Activation of FAM111A Protease Induces Defects in Nuclear Function that Likely Underlie its Roles in Disease and Viral Restriction

Abstract

AbstractMutations in the nuclear trypsin-like serine protease FAM111A cause Kenny-Caffey syndrome (KCS2) with hypoparathyroidism and skeletal dysplasia, or perinatally lethal osteocraniostenosis (OCS). In addition, FAM111A was identified as a restriction factor for certain host range mutants of the SV40 polyomavirus and VACV orthopoxvirus. However, because FAM111A function is poorly characterized, its roles in restricting viral replication and the etiology of KCS2 and OCS remain undefined. We find that the FAM111A KCS2 and OCS patient mutants are hyperactive, inducing apoptosis-like phenotypes in a protease-dependent manner. Similarly, in response to the attempted replication of SV40 host range mutants in restrictive cells, FAM111A activity induces the loss of nuclear barrier function and structure.

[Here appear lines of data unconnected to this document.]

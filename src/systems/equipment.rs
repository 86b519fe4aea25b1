use thiserror::Error;

use crate::components::{Entity, EquipSlot, Equipped};
use crate::events::Event;
use crate::world::World;

#[derive(Debug, Clone, Copy, PartialEq, Eq, Error)]
pub enum EquipError {
    #[error("you are not carrying that")]
    NotCarried,
    #[error("it cannot be equipped")]
    NotEquippable,
}

/// Everything `owner` is carrying, in stable id order. Inventory cursors
/// index into this list, so the order must not depend on hash iteration.
pub fn carried_items(world: &World, owner: Entity) -> Vec<Entity> {
    let mut items: Vec<Entity> = world
        .carried_by
        .iter()
        .filter(|(_, c)| c.owner == owner)
        .map(|(&e, _)| e)
        .collect();
    items.sort_by_key(|e| e.0);
    items
}

/// The item `actor` has in `slot`, if any.
pub fn item_in_slot(world: &World, actor: Entity, slot: EquipSlot) -> Option<Entity> {
    world
        .equipped
        .iter()
        .find(|(_, eq)| eq.owner == actor && eq.slot == slot)
        .map(|(&e, _)| e)
}

/// Equip a carried item into its native slot.
pub fn equip_item(world: &mut World, actor: Entity, item: Entity) -> Result<EquipSlot, EquipError> {
    let slot = world
        .equippables
        .get(&item)
        .ok_or(EquipError::NotEquippable)?
        .slot;
    equip_item_in(world, actor, item, slot)
}

/// Equip a carried item into an explicit slot. All displaced items come
/// off before the new one goes on, so the event stream never shows two
/// things occupying one slot.
pub fn equip_item_in(
    world: &mut World,
    actor: Entity,
    item: Entity,
    slot: EquipSlot,
) -> Result<EquipSlot, EquipError> {
    match world.carried_by.get(&item) {
        Some(c) if c.owner == actor => {}
        _ => return Err(EquipError::NotCarried),
    }
    if !world.equippables.contains_key(&item) {
        return Err(EquipError::NotEquippable);
    }

    // The item may already be worn elsewhere: take it off first.
    if let Some(current) = world.equipped.get(&item).copied()
        && current.slot != slot
    {
        unequip_item(world, actor, item, current.slot);
    }
    // Whatever occupies the target slot comes off too.
    if let Some(displaced) = item_in_slot(world, actor, slot)
        && displaced != item
    {
        unequip_item(world, actor, displaced, slot);
    }

    world.equipped.insert(item, Equipped { owner: actor, slot });
    world.events.push(Event::ItemEquipped {
        actor,
        item,
        slot,
        turn: world.turn,
    });
    Ok(slot)
}

/// Remove whatever `actor` has in `slot`. Returns the removed item.
pub fn unequip_slot(world: &mut World, actor: Entity, slot: EquipSlot) -> Option<Entity> {
    let item = item_in_slot(world, actor, slot)?;
    unequip_item(world, actor, item, slot);
    Some(item)
}

fn unequip_item(world: &mut World, actor: Entity, item: Entity, slot: EquipSlot) {
    world.equipped.remove(&item);
    world.events.push(Event::ItemUnequipped {
        actor,
        item,
        slot,
        turn: world.turn,
    });
}
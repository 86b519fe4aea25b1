use std::collections::{HashMap, HashSet};

use winit::keyboard::KeyCode;

use crate::components::Direction;

/// Logical keys the core acts on. Physical key codes stop at the binding
/// table; nothing past it sees a KeyCode.
#[derive(Debug, Clone, Copy, PartialEq, Eq, Hash)]
pub enum GameKey {
    MoveNorth,
    MoveSouth,
    MoveWest,
    MoveEast,
    Rest,
    Examine,
    Inventory,
    Confirm,
    Back,
}

impl GameKey {
    /// Movement keys carry a direction; everything else is None.
    pub fn direction(self) -> Option<Direction> {
        match self {
            GameKey::MoveNorth => Some(Direction::North),
            GameKey::MoveSouth => Some(Direction::South),
            GameKey::MoveWest => Some(Direction::West),
            GameKey::MoveEast => Some(Direction::East),
            _ => None,
        }
    }
}

/// Configurable map from physical key codes to logical keys. Several
/// physical keys may share one logical key (arrows and WASD both move).
pub struct KeyBindings {
    map: HashMap<KeyCode, GameKey>,
}

impl KeyBindings {
    pub fn new() -> Self {
        Self {
            map: HashMap::new(),
        }
    }

    /// Built-in table used when no bindings file is present.
    pub fn defaults() -> Self {
        let mut bindings = Self::new();
        bindings.bind(KeyCode::ArrowUp, GameKey::MoveNorth);
        bindings.bind(KeyCode::KeyW, GameKey::MoveNorth);
        bindings.bind(KeyCode::ArrowDown, GameKey::MoveSouth);
        bindings.bind(KeyCode::KeyS, GameKey::MoveSouth);
        bindings.bind(KeyCode::ArrowLeft, GameKey::MoveWest);
        bindings.bind(KeyCode::KeyA, GameKey::MoveWest);
        bindings.bind(KeyCode::ArrowRight, GameKey::MoveEast);
        bindings.bind(KeyCode::KeyD, GameKey::MoveEast);
        bindings.bind(KeyCode::KeyR, GameKey::Rest);
        bindings.bind(KeyCode::KeyX, GameKey::Examine);
        bindings.bind(KeyCode::KeyI, GameKey::Inventory);
        bindings.bind(KeyCode::Enter, GameKey::Confirm);
        bindings.bind(KeyCode::Escape, GameKey::Back);
        bindings
    }

    /// Bind a physical key. Rebinding an already-bound code replaces it.
    pub fn bind(&mut self, code: KeyCode, key: GameKey) {
        self.map.insert(code, key);
    }

    pub fn lookup(&self, code: KeyCode) -> Option<GameKey> {
        self.map.get(&code).copied()
    }

    /// True if any physical key bound to `key` was pressed this frame.
    pub fn just_pressed(&self, input: &InputSnapshot, key: GameKey) -> bool {
        self.map
            .iter()
            .any(|(code, k)| *k == key && input.just_pressed(*code))
    }

    /// True if any physical key bound to `key` is currently held.
    pub fn held(&self, input: &InputSnapshot, key: GameKey) -> bool {
        self.map
            .iter()
            .any(|(code, k)| *k == key && input.held(*code))
    }

    pub fn len(&self) -> usize {
        self.map.len()
    }

    pub fn is_empty(&self) -> bool {
        self.map.is_empty()
    }
}

/// Per-frame input state fed by the composition root. The core only ever
/// asks "just pressed this frame" and "currently held".
#[derive(Debug, Default)]
pub struct InputSnapshot {
    just_pressed: HashSet<KeyCode>,
    held: HashSet<KeyCode>,
}

impl InputSnapshot {
    pub fn new() -> Self {
        Self::default()
    }

    /// Record a key-down edge. The key counts as held until `release`.
    pub fn press(&mut self, code: KeyCode) {
        // Key-repeat from the OS shows up as repeated downs; only a fresh
        // down is an edge.
        if self.held.insert(code) {
            self.just_pressed.insert(code);
        }
    }

    pub fn release(&mut self, code: KeyCode) {
        self.held.remove(&code);
    }

    /// Clear edge state at the end of the frame. Held keys persist.
    pub fn end_frame(&mut self) {
        self.just_pressed.clear();
    }

    pub fn just_pressed(&self, code: KeyCode) -> bool {
        self.just_pressed.contains(&code)
    }

    pub fn held(&self, code: KeyCode) -> bool {
        self.held.contains(&code)
    }
}

/// Parse a physical key name as written in the bindings file.
pub fn parse_key_code(name: &str) -> Option<KeyCode> {
    let code = match name {
        "KeyA" => KeyCode::KeyA,
        "KeyB" => KeyCode::KeyB,
        "KeyC" => KeyCode::KeyC,
        "KeyD" => KeyCode::KeyD,
        "KeyE" => KeyCode::KeyE,
        "KeyF" => KeyCode::KeyF,
        "KeyG" => KeyCode::KeyG,
        "KeyH" => KeyCode::KeyH,
        "KeyI" => KeyCode::KeyI,
        "KeyJ" => KeyCode::KeyJ,
        "KeyK" => KeyCode::KeyK,
        "KeyL" => KeyCode::KeyL,
        "KeyM" => KeyCode::KeyM,
        "KeyN" => KeyCode::KeyN,
        "KeyO" => KeyCode::KeyO,
        "KeyP" => KeyCode::KeyP,
        "KeyQ" => KeyCode::KeyQ,
        "KeyR" => KeyCode::KeyR,
        "KeyS" => KeyCode::KeyS,
        "KeyT" => KeyCode::KeyT,
        "KeyU" => KeyCode::KeyU,
        "KeyV" => KeyCode::KeyV,
        "KeyW" => KeyCode::KeyW,
        "KeyX" => KeyCode::KeyX,
        "KeyY" => KeyCode::KeyY,
        "KeyZ" => KeyCode::KeyZ,
        "Digit0" => KeyCode::Digit0,
        "Digit1" => KeyCode::Digit1,
        "Digit2" => KeyCode::Digit2,
        "Digit3" => KeyCode::Digit3,
        "Digit4" => KeyCode::Digit4,
        "Digit5" => KeyCode::Digit5,
        "Digit6" => KeyCode::Digit6,
        "Digit7" => KeyCode::Digit7,
        "Digit8" => KeyCode::Digit8,
        "Digit9" => KeyCode::Digit9,
        "ArrowUp" => KeyCode::ArrowUp,
        "ArrowDown" => KeyCode::ArrowDown,
        "ArrowLeft" => KeyCode::ArrowLeft,
        "ArrowRight" => KeyCode::ArrowRight,
        "Enter" => KeyCode::Enter,
        "Space" => KeyCode::Space,
        "Escape" => KeyCode::Escape,
        "Tab" => KeyCode::Tab,
        "Period" => KeyCode::Period,
        "Comma" => KeyCode::Comma,
        _ => return None,
    };
    Some(code)
}

/// Parse a logical key name as written in the bindings file.
pub fn parse_game_key(name: &str) -> Option<GameKey> {
    let key = match name {
        "MoveNorth" => GameKey::MoveNorth,
        "MoveSouth" => GameKey::MoveSouth,
        "MoveWest" => GameKey::MoveWest,
        "MoveEast" => GameKey::MoveEast,
        "Rest" => GameKey::Rest,
        "Examine" => GameKey::Examine,
        "Inventory" => GameKey::Inventory,
        "Confirm" => GameKey::Confirm,
        "Back" => GameKey::Back,
        _ => return None,
    };
    Some(key)
}
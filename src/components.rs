use std::hash::{Hash, Hasher};

use crate::maps::MapId;

/// Unique entity identifier. Never use raw u64 where an Entity is meant.
/// Never cast between Entity and Turn.
#[derive(Debug, Clone, Copy, PartialEq, Eq)]
pub struct Entity(pub u64);

impl Hash for Entity {
    fn hash<H: Hasher>(&self, state: &mut H) {
        self.0.hash(state);
    }
}

/// Committed-turn counter. Never use raw u64 where a Turn is meant.
/// Never cast between Turn and Entity.
#[derive(Debug, Clone, Copy, PartialEq, Eq, PartialOrd, Ord)]
pub struct Turn(pub u64);

/// Spatial position on the tile grid of the map the entity belongs to.
#[derive(Debug, Clone, Copy, PartialEq, Eq)]
pub struct Position {
    pub x: i32,
    pub y: i32,
}

/// Cardinal step direction for movement intents.
#[derive(Debug, Clone, Copy, PartialEq, Eq)]
pub enum Direction {
    North,
    South,
    West,
    East,
}

impl Direction {
    /// Grid delta for one step. North is -y, matching row 0 at the top.
    pub fn delta(self) -> (i32, i32) {
        match self {
            Direction::North => (0, -1),
            Direction::South => (0, 1),
            Direction::West => (-1, 0),
            Direction::East => (1, 0),
        }
    }

    /// The tile one step from `from` in this direction.
    pub fn step_from(self, from: Position) -> Position {
        let (dx, dy) = self.delta();
        Position {
            x: from.x + dx,
            y: from.y + dy,
        }
    }
}

/// Name of the entity (creature type, item type, etc.).
#[derive(Debug, Clone)]
pub struct Name {
    pub value: String,
}

/// Marker for entities that refuse to share their tile. Movement into a
/// blocker's tile is rejected with a collision.
#[derive(Debug, Clone, Copy)]
pub struct Blocker;

/// Back-reference recording which map instance the entity belongs to.
/// For the actor taking the active turn this must equal the registry's
/// active map; anything else is a consistency bug.
#[derive(Debug, Clone, Copy, PartialEq, Eq)]
pub struct MapContext {
    pub map: MapId,
}

/// Body slot an item can occupy.
#[derive(Debug, Clone, Copy, PartialEq, Eq, Hash)]
pub enum EquipSlot {
    Head,
    Body,
    MainHand,
    OffHand,
}

impl EquipSlot {
    pub fn label(self) -> &'static str {
        match self {
            EquipSlot::Head => "head",
            EquipSlot::Body => "body",
            EquipSlot::MainHand => "main hand",
            EquipSlot::OffHand => "off hand",
        }
    }
}

/// Items that can be worn or wielded, and where.
#[derive(Debug, Clone, Copy)]
pub struct Equippable {
    pub slot: EquipSlot,
}

/// Present on an item while it is worn or wielded.
#[derive(Debug, Clone, Copy)]
pub struct Equipped {
    pub owner: Entity,
    pub slot: EquipSlot,
}

/// Present on an item while it sits in an actor's inventory.
#[derive(Debug, Clone, Copy)]
pub struct CarriedBy {
    pub owner: Entity,
}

Interestingly, pan-caspase inhibitors do not block FAM111A-dependent phenotypes such as nuclear “leakiness”, shrinkage and pore redistribution, implying it acts independently or upstream of caspases. In this regard, we identified nucleoporins and the associated GANP transcription factor as FAM111A interactors and candidate targets. Together our data provide key insight into how FAM111A activation can restrict viral replication, and how its deregulated activity could cause KCS2 and OCS.